• [Work to complete] Among the entries below, find the lines holding "Narrative" and copy them.

Stored items:
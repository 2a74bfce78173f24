use std::collections::BTreeMap;
use std::fmt::Write;

use chrono::{DateTime, Utc};
use serde::Serialize;

use crate::aggregate::{migration_routes, ranked_locations, GroupedSummaries, LabelledSummaries};
use crate::models::{category_label, Summary};
use crate::pipeline::PipelineRun;
use crate::stats::{AnovaResult, StatsError, TTestResult};

const TOP_LOCATIONS: usize = 10;
const TOP_ROUTES: usize = 5;

fn write_summary_line(output: &mut String, label: &str, summary: &Summary) {
    let _ = writeln!(
        output,
        "- {}: n={} mean {:.2} median {:.2} (q25 {:.2}, q75 {:.2}, max {:.2})",
        label, summary.count, summary.mean, summary.median, summary.q25, summary.q75, summary.max
    );
}

fn write_grouped(output: &mut String, title: &str, grouped: &GroupedSummaries) {
    let _ = writeln!(output, "## {title}");
    if grouped.is_empty() {
        let _ = writeln!(output, "No people in the analytic subpopulation.");
        let _ = writeln!(output);
        return;
    }

    let _ = writeln!(output, "### By gender");
    for (gender, summary) in &grouped.by_gender {
        write_summary_line(output, gender.label(), summary);
    }
    let _ = writeln!(output, "### By occupation");
    for (occupation, summary) in &grouped.by_occupation {
        write_summary_line(output, occupation.label(), summary);
    }
    let _ = writeln!(output, "### By gender and occupation");
    for ((gender, occupation), summary) in &grouped.by_category {
        write_summary_line(output, &category_label(*gender, *occupation), summary);
    }
    let _ = writeln!(output);
}

pub fn t_test_line(name: &str, result: &Result<TTestResult, StatsError>) -> String {
    match result {
        Ok(test) => format!(
            "{name}: {} mean {:.2} vs {} mean {:.2}, t = {:.3}, df = {:.1}, p = {:.4}",
            test.group_a, test.mean_a, test.group_b, test.mean_b, test.t, test.df, test.p_value
        ),
        Err(err) => format!("{name}: not computed ({err})"),
    }
}

pub fn anova_line(name: &str, result: &Result<AnovaResult, StatsError>) -> String {
    match result {
        Ok(test) => format!(
            "{name}: F({:.0}, {:.0}) = {:.3}, p = {:.4} across {}",
            test.df_between,
            test.df_within,
            test.f,
            test.p_value,
            test.groups.join(", ")
        ),
        Err(err) => format!("{name}: not computed ({err})"),
    }
}

pub fn build_report(run: &PipelineRun, destination: &str, generated_at: DateTime<Utc>) -> String {
    let aggregates = &run.aggregates;
    let mut output = String::new();

    let _ = writeln!(output, "# Narrative Geography Report");
    let _ = writeln!(
        output,
        "Generated {} from {} normalized mentions ({} in the analytic subpopulation, {} people)",
        generated_at.format("%Y-%m-%d %H:%M UTC"),
        run.normalized.len(),
        aggregates.records.len(),
        aggregates.loc_by_name.len()
    );
    let unresolved = run
        .joined
        .iter()
        .filter(|row| row.resolved.is_none() && !row.mention.address.is_empty())
        .count();
    if unresolved > 0 {
        let _ = writeln!(
            output,
            "{unresolved} mentions are missing from the resolved-location table and were left out."
        );
    }
    if !run.geolocated.is_empty() {
        let matched = run
            .geolocated
            .iter()
            .filter(|row| row.latitude.is_some())
            .count();
        let _ = writeln!(
            output,
            "Geocode lookup matched {} of {} distinct addresses.",
            matched,
            run.geolocated.len()
        );
    }
    let _ = writeln!(output);

    write_grouped(&mut output, "Locations per Person", &aggregates.locations);
    write_grouped(&mut output, "Share of Locations that are Camps", &aggregates.camp_share);

    let _ = writeln!(output, "## Most Mentioned Locations");
    let ranked = ranked_locations(&aggregates.loc_total);
    if ranked.is_empty() {
        let _ = writeln!(output, "No locations in the analytic subpopulation.");
    } else {
        for (location, total) in ranked.iter().take(TOP_LOCATIONS) {
            let _ = writeln!(output, "- {location}: {total} people");
        }
    }
    let _ = writeln!(output);

    let _ = writeln!(output, "## Migration Routes");
    let routes = migration_routes(&run.normalized);
    if routes.is_empty() {
        let _ = writeln!(output, "No migration endpoints recorded.");
    } else {
        for ((from, to), people) in routes.iter().take(TOP_ROUTES) {
            let _ = writeln!(output, "- {from} -> {to}: {people} people");
        }
    }
    let _ = writeln!(output);

    let _ = writeln!(output, "## Statistical Tests");
    let _ = writeln!(output, "- {}", t_test_line("Welch t-test by gender", &run.tests.by_gender));
    let _ = writeln!(
        output,
        "- {}",
        t_test_line("Welch t-test by occupation", &run.tests.by_occupation)
    );
    let _ = writeln!(
        output,
        "- {}",
        anova_line("ANOVA by gender and occupation", &run.tests.by_category)
    );
    let _ = writeln!(output);

    write_grouped(
        &mut output,
        &format!("Mean Distance to {destination} (km)"),
        &run.distance_summaries,
    );

    if let Some(international) = &run.international {
        write_grouped(&mut output, "Share of International Locations", international);
    }

    output
}

/// Machine-readable form of a run for `stats --json`.
#[derive(Debug, Serialize)]
pub struct StatsDocument {
    pub people: usize,
    pub analytic_rows: usize,
    pub loc_by_name: BTreeMap<String, usize>,
    pub loc_total: BTreeMap<String, usize>,
    pub locations: LabelledSummaries,
    pub camp_share: LabelledSummaries,
    pub distances: LabelledSummaries,
    pub international: Option<LabelledSummaries>,
    pub tests: BTreeMap<&'static str, serde_json::Value>,
}

fn outcome<T: Serialize>(result: &Result<T, StatsError>) -> serde_json::Value {
    match result {
        Ok(value) => serde_json::to_value(value)
            .unwrap_or_else(|err| serde_json::json!({ "error": err.to_string() })),
        Err(err) => serde_json::json!({ "error": err.to_string() }),
    }
}

impl StatsDocument {
    pub fn from_run(run: &PipelineRun) -> Self {
        let aggregates = &run.aggregates;
        let mut tests = BTreeMap::new();
        tests.insert("t_test_by_gender", outcome(&run.tests.by_gender));
        tests.insert("t_test_by_occupation", outcome(&run.tests.by_occupation));
        tests.insert("anova_by_category", outcome(&run.tests.by_category));

        Self {
            people: aggregates.loc_by_name.len(),
            analytic_rows: aggregates.records.len(),
            loc_by_name: aggregates
                .loc_by_name
                .iter()
                .map(|(person_id, person)| (person_id.to_string(), person.locations))
                .collect(),
            loc_total: aggregates.loc_total.clone(),
            locations: aggregates.locations.labelled(),
            camp_share: aggregates.camp_share.labelled(),
            distances: run.distance_summaries.labelled(),
            international: run.international.as_ref().map(GroupedSummaries::labelled),
            tests,
        }
    }
}

#[cfg(test)]
mod tests {
    use super::*;
    use chrono::TimeZone;

    use crate::config::Config;
    use crate::geocode::ResolvedLocationTable;
    use crate::models::ResolvedLocation;
    use crate::pipeline::{Inputs, Pipeline};
    use crate::tables;

    const MENTIONS: &str = "\
name,age,migrated_from,migrated_to,gender,occupation,location,city,country
Amir,30,Lahore,Delhi,Male,Yes,,Lahore,
Amir,30,Lahore,Delhi,Male,Yes,,Delhi,
Bibi,28,Lahore,Amritsar,Female,No,,Lahore,
";

    fn resolved(address: &str, latitude: f64, longitude: f64) -> ResolvedLocation {
        ResolvedLocation {
            address: address.to_string(),
            latitude: Some(latitude),
            longitude: Some(longitude),
            known: true,
            camp: false,
            resolved_location: address.to_string(),
            admin: false,
        }
    }

    fn run() -> PipelineRun {
        let config = Config::default();
        let inputs = Inputs {
            mentions: tables::parse_mentions(MENTIONS.as_bytes(), "mentions.csv", &config.prefixes)
                .unwrap(),
            resolved: ResolvedLocationTable::new(vec![
                resolved("Lahore", 31.5204, 74.3587),
                resolved("Delhi", 28.6517178, 77.2219388),
            ]),
            countries: None,
        };
        Pipeline::new(config).run(&inputs)
    }

    #[test]
    fn report_rounds_means_and_omits_empty_groups() {
        let generated_at = Utc.with_ymd_and_hms(2026, 2, 8, 12, 0, 0).unwrap();
        let report = build_report(&run(), "Delhi", generated_at);

        assert!(report.starts_with("# Narrative Geography Report"));
        assert!(report.contains("Generated 2026-02-08 12:00 UTC from 3 normalized mentions"));
        assert!(report.contains("- Male: n=1 mean 2.00 median 2.00"));
        assert!(!report.contains("- Female:"));
        assert!(report.contains("- Delhi: 1 people"));
        assert!(report.contains("- Lahore -> Delhi: 1 people"));
        assert!(report.contains("- Lahore -> Amritsar: 1 people"));
        assert!(report.contains("Welch t-test by gender: not computed"));
        assert!(!report.contains("Share of International Locations"));
    }

    #[test]
    fn json_document_keeps_failures_visible() {
        let document = StatsDocument::from_run(&run());
        let json = serde_json::to_value(&document).unwrap();

        assert_eq!(json["people"], 1);
        assert_eq!(json["loc_by_name"]["Amir_30"], 2);
        assert_eq!(json["locations"]["by_gender"]["Male"]["mean"], 2.0);
        assert!(json["locations"]["by_gender"].get("Female").is_none());
        assert!(json["tests"]["t_test_by_gender"]["error"]
            .as_str()
            .unwrap()
            .contains("at least 2"));
    }

    #[test]
    fn t_test_line_formats_success() {
        let line = t_test_line(
            "Welch",
            &Ok(TTestResult {
                group_a: "Female".to_string(),
                group_b: "Male".to_string(),
                mean_a: 2.0,
                mean_b: 3.456,
                t: -1.23456,
                df: 7.9,
                p_value: 0.25,
            }),
        );
        assert_eq!(
            line,
            "Welch: Female mean 2.00 vs Male mean 3.46, t = -1.235, df = 7.9, p = 0.2500"
        );
    }
}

• [Your solution]
    let _ = writeln!(output, "# Narrative Geography Report");
        assert!(report.starts_with("# Narrative Geography Report"));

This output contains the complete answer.